Dataset records
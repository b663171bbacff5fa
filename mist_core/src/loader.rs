//! # Schema Loader
//!
//! Builds a [`MaterialInformation`] from a JSON material document.
//!
//! ## Document Layout
//!
//! ```json
//! {
//!   "name": "SS316L",
//!   "note": "",
//!   "composition": { "base_element": "Fe", "solute_elements": ["Cr"], "Cr": { "value": 17.0 } },
//!   "single_phase_properties": { "phases": ["liquid"], "liquid": { "print_name": "Liquid" } },
//!   "thermophysical_properties": { "density": { "value": 7955, "unit": "kg/m^3" } },
//!   "solidification_conditions": { "cooling_rate": { "value": 1.0e5 } },
//!   "solidification_microstructure": { "phase_fractions": { "liquid": { "value": 0.0 } } }
//! }
//! ```
//!
//! Only `name` and `note` are mandatory. Every other section, and every field
//! of a leaf property object, may be omitted. Keys outside the known
//! vocabularies are ignored.
//!
//! ## Example
//!
//! ```rust
//! use mist_core::loader::load;
//! use mist_core::schema::ThermophysicalProperty;
//!
//! let document = serde_json::json!({
//!     "name": "SS316L",
//!     "note": "",
//!     "thermophysical_properties": {
//!         "density": { "value": 7955, "unit": "kg/m^3" }
//!     }
//! });
//!
//! let material = load(&document).unwrap();
//! let density = material.property(ThermophysicalProperty::Density).unwrap();
//! assert_eq!(density.numeric_value_at(1730.0).unwrap(), 7955.0);
//! ```

use std::path::Path;

use serde_json::{Map, Value};
use tracing::debug;

use crate::errors::{MistError, MistResult};
use crate::file_io::read_document;
use crate::material::{Composition, MaterialBuilder, MaterialInformation, SolidificationMicrostructure};
use crate::phase::{PhaseEntry, SinglePhase};
use crate::property::{DependentVariable, KeyedProperties, LaurentTerm, Property, PropertyFields};
use crate::schema::{
    MicrostructureFeature, PhaseProperty, SolidificationCondition, ThermophysicalProperty,
    COMPOSITION_SECTION, CONDITIONS_SECTION, MICROSTRUCTURE_SECTION, PHASES_SECTION,
    PHASE_FRACTIONS_KEY, PROPERTY_FIELDS, THERMOPHYSICAL_SECTION,
};

/// Document string that stands for "no value"
const NONE_SENTINEL: &str = "None";

/// Load a material record from a parsed JSON document.
///
/// # Errors
///
/// * `Schema` - `name`/`note` missing, or a field has the wrong JSON type
/// * `ConflictingValueDefinition` / `UnsupportedValueType` - from property construction
pub fn load(document: &Value) -> MistResult<MaterialInformation> {
    let root = as_object(document, "$")?;

    let name = required_string(root, "name")?;
    let notes = required_string(root, "note")?;
    debug!(material = %name, "loading material document");

    let mut builder = MaterialBuilder::new(name, notes);

    let composition = match optional_field(root, COMPOSITION_SECTION) {
        Some(section) => load_composition(as_object(section, COMPOSITION_SECTION)?)?,
        None => Composition::default(),
    };

    let phases = match optional_field(root, PHASES_SECTION) {
        Some(section) => load_phases(as_object(section, PHASES_SECTION)?, &composition)?,
        None => Vec::new(),
    };

    if let Some(section) = optional_field(root, THERMOPHYSICAL_SECTION) {
        let section = as_object(section, THERMOPHYSICAL_SECTION)?;
        log_unrecognized(section, THERMOPHYSICAL_SECTION, |key| {
            ThermophysicalProperty::from_key(key).is_some()
        });
        for key in ThermophysicalProperty::ALL {
            if section.contains_key(key.key()) {
                builder = builder.property(key, property_from_blob(section, key.key(), THERMOPHYSICAL_SECTION)?);
            }
        }
    }

    if let Some(section) = optional_field(root, CONDITIONS_SECTION) {
        let section = as_object(section, CONDITIONS_SECTION)?;
        log_unrecognized(section, CONDITIONS_SECTION, |key| {
            SolidificationCondition::from_key(key).is_some()
        });
        for key in SolidificationCondition::ALL {
            if section.contains_key(key.key()) {
                builder = builder.solidification_condition(
                    key,
                    property_from_blob(section, key.key(), CONDITIONS_SECTION)?,
                );
            }
        }
    }

    if let Some(section) = optional_field(root, MICROSTRUCTURE_SECTION) {
        let section = as_object(section, MICROSTRUCTURE_SECTION)?;
        builder = builder.solidification_microstructure(load_microstructure(section, &phases)?);
    }

    builder = builder.composition(composition);
    for phase in phases {
        builder = builder.phase(phase);
    }

    Ok(builder.build())
}

/// Parse JSON text and load it.
pub fn load_str(json: &str) -> MistResult<MaterialInformation> {
    let document: Value = serde_json::from_str(json).map_err(|e| MistError::SerializationError {
        reason: e.to_string(),
    })?;
    load(&document)
}

/// Read a JSON material file and load it.
///
/// # Example
///
/// ```rust,no_run
/// use mist_core::loader::load_file;
/// use std::path::Path;
///
/// let material = load_file(Path::new("SS316L.json"))?;
/// println!("Loaded {}", material.name());
/// # Ok::<(), mist_core::errors::MistError>(())
/// ```
pub fn load_file(path: &Path) -> MistResult<MaterialInformation> {
    let document = read_document(path)?;
    load(&document)
}

fn load_composition(section: &Map<String, Value>) -> MistResult<Composition> {
    let base_element = optional_string(section, "base_element", COMPOSITION_SECTION)?;
    let solute_elements = optional_string_list(section, "solute_elements", COMPOSITION_SECTION)?;

    let mut composition = Composition::new(base_element, solute_elements);
    let elements: Vec<String> = composition.elements().map(str::to_string).collect();
    for element in elements {
        if section.contains_key(&element) {
            let concentration = property_from_blob(section, &element, COMPOSITION_SECTION)?;
            composition = composition.with_concentration(element, concentration);
        }
    }

    Ok(composition)
}

fn load_phases(section: &Map<String, Value>, composition: &Composition) -> MistResult<Vec<SinglePhase>> {
    let phase_names = optional_string_list(section, "phases", PHASES_SECTION)?;
    let mut phases = Vec::with_capacity(phase_names.len());

    for phase_name in phase_names {
        let path = format!("{PHASES_SECTION}.{phase_name}");
        let data = optional_field(section, &phase_name)
            .ok_or_else(|| MistError::schema(&path, "phase is listed in 'phases' but has no entry"))?;
        let data = as_object(data, &path)?;

        log_unrecognized(data, &path, |key| {
            key == "print_name" || PhaseProperty::from_key(key).is_some()
        });

        let print_name = optional_string(data, "print_name", &path)?;
        let mut phase = SinglePhase::new(phase_name.as_str(), print_name);

        for key in PhaseProperty::ALL {
            if !data.contains_key(key.key()) {
                continue;
            }

            let entry = if key.is_solute_indexed() {
                let nested_path = format!("{path}.{}", key.key());
                let nested = match optional_field(data, key.key()) {
                    Some(raw) => Some(as_object(raw, &nested_path)?),
                    None => None,
                };
                let mut by_element = KeyedProperties::new();
                for element in composition.solute_elements() {
                    let property = match nested {
                        Some(nested) if nested.contains_key(element) => {
                            Some(property_from_blob(nested, element, &nested_path)?)
                        }
                        _ => None,
                    };
                    by_element.insert(element.as_str(), property);
                }
                PhaseEntry::PerSolute(by_element)
            } else {
                PhaseEntry::Single(property_from_blob(data, key.key(), &path)?)
            };

            phase = phase.with_entry(key, entry);
        }

        phases.push(phase);
    }

    Ok(phases)
}

fn load_microstructure(
    section: &Map<String, Value>,
    phases: &[SinglePhase],
) -> MistResult<SolidificationMicrostructure> {
    log_unrecognized(section, MICROSTRUCTURE_SECTION, |key| {
        key == PHASE_FRACTIONS_KEY || MicrostructureFeature::from_key(key).is_some()
    });

    let mut microstructure = SolidificationMicrostructure::new();
    for key in MicrostructureFeature::ALL {
        if section.contains_key(key.key()) {
            microstructure = microstructure.with_feature(
                key,
                property_from_blob(section, key.key(), MICROSTRUCTURE_SECTION)?,
            );
        }
    }

    if let Some(raw) = optional_field(section, PHASE_FRACTIONS_KEY) {
        let path = format!("{MICROSTRUCTURE_SECTION}.{PHASE_FRACTIONS_KEY}");
        let fractions = as_object(raw, &path)?;

        let mut by_phase = KeyedProperties::new();
        for phase in phases {
            let property = if fractions.contains_key(phase.name()) {
                Some(property_from_blob(fractions, phase.name(), &path)?)
            } else {
                None
            };
            by_phase.insert(phase.name(), property);
        }
        // Fractions for phases the document never declared are still kept.
        for key in fractions.keys() {
            if !by_phase.contains_key(key) {
                by_phase.insert(key.as_str(), Some(property_from_blob(fractions, key, &path)?));
            }
        }

        microstructure = microstructure.with_phase_fractions(by_phase);
    }

    Ok(microstructure)
}

/// Build a [`Property`] from the object stored under `key` in `parent`.
///
/// The property's name is `key`. Every recognized field is optional, and an
/// entry that is itself `"None"` or `null` loads as an unset property.
fn property_from_blob(parent: &Map<String, Value>, key: &str, section: &str) -> MistResult<Property> {
    let path = format!("{section}.{key}");
    if !parent.contains_key(key) {
        return Err(MistError::schema(&path, "property entry is missing"));
    }
    let tree = match optional_field(parent, key) {
        Some(value) => as_object(value, &path)?,
        None => return Ok(Property::unset(key)),
    };

    log_unrecognized(tree, &path, |field| PROPERTY_FIELDS.contains(&field));

    let fields = PropertyFields {
        unit: optional_string(tree, "unit", &path)?,
        value: optional_number(tree, "value", &path)?,
        value_laurent_poly: optional_polynomial(tree, "value_laurent_poly", &path)?,
        value_table: optional_field(tree, "value_table").cloned(),
        dependent_variable: DependentVariable {
            print_name: optional_string(tree, "dependent_variable_print_name", &path)?,
            print_symbol: optional_string(tree, "dependent_variable_print_symbol", &path)?,
            unit: optional_string(tree, "dependent_variable_unit", &path)?,
        },
        print_name: optional_string(tree, "print_name", &path)?,
        reference: optional_string(tree, "reference", &path)?,
        uncertainty: optional_number(tree, "uncertainty", &path)?,
        print_symbol: optional_string(tree, "print_symbol", &path)?,
    };

    Property::new(key, fields)
}

/// The value under `key`, treating a missing key, `null`, and the string
/// `"None"` alike as absent.
fn optional_field<'a>(object: &'a Map<String, Value>, key: &str) -> Option<&'a Value> {
    match object.get(key) {
        None | Some(Value::Null) => None,
        Some(Value::String(s)) if s == NONE_SENTINEL => None,
        Some(value) => Some(value),
    }
}

fn required_string(object: &Map<String, Value>, key: &str) -> MistResult<String> {
    match object.get(key) {
        Some(Value::String(s)) => Ok(s.clone()),
        Some(other) => Err(MistError::schema(key, format!("expected a string, found {}", json_type(other)))),
        None => Err(MistError::schema(key, "mandatory top-level field is missing")),
    }
}

fn optional_string(object: &Map<String, Value>, key: &str, path: &str) -> MistResult<Option<String>> {
    match optional_field(object, key) {
        None => Ok(None),
        Some(Value::String(s)) => Ok(Some(s.clone())),
        Some(other) => Err(MistError::schema(
            format!("{path}.{key}"),
            format!("expected a string, found {}", json_type(other)),
        )),
    }
}

fn optional_number(object: &Map<String, Value>, key: &str, path: &str) -> MistResult<Option<f64>> {
    match optional_field(object, key) {
        None => Ok(None),
        Some(value) => value.as_f64().map(Some).ok_or_else(|| {
            MistError::schema(
                format!("{path}.{key}"),
                format!("expected a number, found {}", json_type(value)),
            )
        }),
    }
}

fn optional_string_list(object: &Map<String, Value>, key: &str, path: &str) -> MistResult<Vec<String>> {
    match optional_field(object, key) {
        None => Ok(Vec::new()),
        Some(value) => serde_json::from_value(value.clone()).map_err(|e| {
            MistError::schema(format!("{path}.{key}"), format!("expected a list of strings: {e}"))
        }),
    }
}

/// Polynomials are written as `[[coefficient, exponent], ...]`.
fn optional_polynomial(object: &Map<String, Value>, key: &str, path: &str) -> MistResult<Option<Vec<LaurentTerm>>> {
    match optional_field(object, key) {
        None => Ok(None),
        Some(value) => {
            let pairs: Vec<(f64, i32)> = serde_json::from_value(value.clone()).map_err(|e| {
                MistError::schema(
                    format!("{path}.{key}"),
                    format!("expected [[coefficient, integer exponent], ...]: {e}"),
                )
            })?;
            Ok(Some(pairs.into_iter().map(LaurentTerm::from).collect()))
        }
    }
}

fn as_object<'a>(value: &'a Value, path: &str) -> MistResult<&'a Map<String, Value>> {
    value
        .as_object()
        .ok_or_else(|| MistError::schema(path, format!("expected an object, found {}", json_type(value))))
}

fn log_unrecognized(object: &Map<String, Value>, path: &str, known: impl Fn(&str) -> bool) {
    for key in object.keys().filter(|key| !known(key)) {
        debug!(section = %path, key = %key, "ignoring unrecognized key");
    }
}

fn json_type(value: &Value) -> &'static str {
    match value {
        Value::Null => "null",
        Value::Bool(_) => "a boolean",
        Value::Number(_) => "a number",
        Value::String(_) => "a string",
        Value::Array(_) => "an array",
        Value::Object(_) => "an object",
    }
}
//! # File I/O Module
//!
//! Reading material documents and writing generated artifacts.
//!
//! - **Atomic writes**: output is written to a `.tmp` sibling, synced, then
//!   renamed over the destination, so a reader never sees a half-written file
//! - **Structured errors**: every failure names the operation and the path
//!
//! ## Example
//!
//! ```rust,no_run
//! use mist_core::file_io::{read_document, write_atomic};
//! use std::path::Path;
//!
//! let document = read_document(Path::new("SS316L.json"))?;
//! write_atomic(Path::new("SS316L.copy.json"), document.to_string().as_bytes())?;
//! # Ok::<(), mist_core::errors::MistError>(())
//! ```

use std::fs::{self, File};
use std::io::{Read, Write};
use std::path::{Path, PathBuf};

use serde_json::Value;
use tracing::debug;

use crate::errors::{MistError, MistResult};

/// Read and parse a JSON document.
///
/// # Returns
///
/// * `Ok(Value)` - The parsed document
/// * `Err(MistError::FileError)` - I/O error
/// * `Err(MistError::SerializationError)` - Invalid JSON
pub fn read_document(path: &Path) -> MistResult<Value> {
    let mut file = File::open(path).map_err(|e| {
        MistError::file_error("open", path.display().to_string(), e.to_string())
    })?;

    let mut contents = String::new();
    file.read_to_string(&mut contents).map_err(|e| {
        MistError::file_error("read", path.display().to_string(), e.to_string())
    })?;

    serde_json::from_str(&contents).map_err(|e| MistError::SerializationError {
        reason: format!("Invalid JSON in {}: {}", path.display(), e),
    })
}

/// Write `contents` to `path` with atomic replace semantics.
///
/// The write process:
/// 1. Write to a temporary file next to the destination
/// 2. Sync to disk (fsync)
/// 3. Rename the temporary file over the destination
pub fn write_atomic(path: &Path, contents: &[u8]) -> MistResult<()> {
    let tmp_path = tmp_path_for(path);

    let mut tmp_file = File::create(&tmp_path).map_err(|e| {
        MistError::file_error("create temp file", tmp_path.display().to_string(), e.to_string())
    })?;

    tmp_file.write_all(contents).map_err(|e| {
        let _ = fs::remove_file(&tmp_path);
        MistError::file_error("write temp file", tmp_path.display().to_string(), e.to_string())
    })?;

    tmp_file.sync_all().map_err(|e| {
        let _ = fs::remove_file(&tmp_path);
        MistError::file_error("sync temp file", tmp_path.display().to_string(), e.to_string())
    })?;

    fs::rename(&tmp_path, path).map_err(|e| {
        let _ = fs::remove_file(&tmp_path);
        MistError::file_error("rename to final", path.display().to_string(), e.to_string())
    })?;

    debug!(path = %path.display(), bytes = contents.len(), "wrote file");
    Ok(())
}

/// `out.json` -> `out.json.tmp`; `transportProperties` -> `transportProperties.tmp`
fn tmp_path_for(path: &Path) -> PathBuf {
    let mut tmp_path = path.to_path_buf();
    let extension = tmp_path
        .extension()
        .map(|e| format!("{}.tmp", e.to_string_lossy()))
        .unwrap_or_else(|| "tmp".to_string());
    tmp_path.set_extension(extension);
    tmp_path
}

#[cfg(test)]
mod tests {
    use super::*;
    use std::env::temp_dir;

    fn temp_path(name: &str) -> PathBuf {
        temp_dir().join(format!("mist_file_io_test_{}", name))
    }

    #[test]
    fn test_tmp_path_generation() {
        assert_eq!(tmp_path_for(Path::new("/out/exaca.json")), Path::new("/out/exaca.json.tmp"));
        assert_eq!(
            tmp_path_for(Path::new("/out/transportProperties")),
            Path::new("/out/transportProperties.tmp")
        );
    }

    #[test]
    fn test_write_then_read_document() {
        let path = temp_path("roundtrip.json");
        write_atomic(&path, br#"{ "name": "SS316L", "note": "" }"#).unwrap();

        let document = read_document(&path).unwrap();
        assert_eq!(document["name"], "SS316L");
        assert!(!tmp_path_for(&path).exists());

        let _ = fs::remove_file(&path);
    }

    #[test]
    fn test_read_missing_file() {
        let err = read_document(&temp_path("does_not_exist.json")).unwrap_err();
        assert!(matches!(err, MistError::FileError { ref operation, .. } if operation == "open"));
    }

    #[test]
    fn test_read_invalid_json() {
        let path = temp_path("invalid.json");
        fs::write(&path, "{ name: SS316L").unwrap();

        let err = read_document(&path).unwrap_err();
        assert_eq!(err.error_code(), "SERIALIZATION_ERROR");

        let _ = fs::remove_file(&path);
    }

    #[test]
    fn test_write_into_missing_directory_fails() {
        let path = temp_path("no_such_dir").join("out.txt");
        let err = write_atomic(&path, b"data").unwrap_err();
        assert_eq!(err.error_code(), "FILE_ERROR");
    }
}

▶ **WORK TO BE COMPLETED**
From the data above, copy each line that has the string "open".

▶ **EXERCISE ANSWER**
    let mut file = File::open(path).map_err(|e| {
        MistError::file_error("open", path.display().to_string(), e.to_string())
        assert!(matches!(err, MistError::FileError { ref operation, .. } if operation == "open"));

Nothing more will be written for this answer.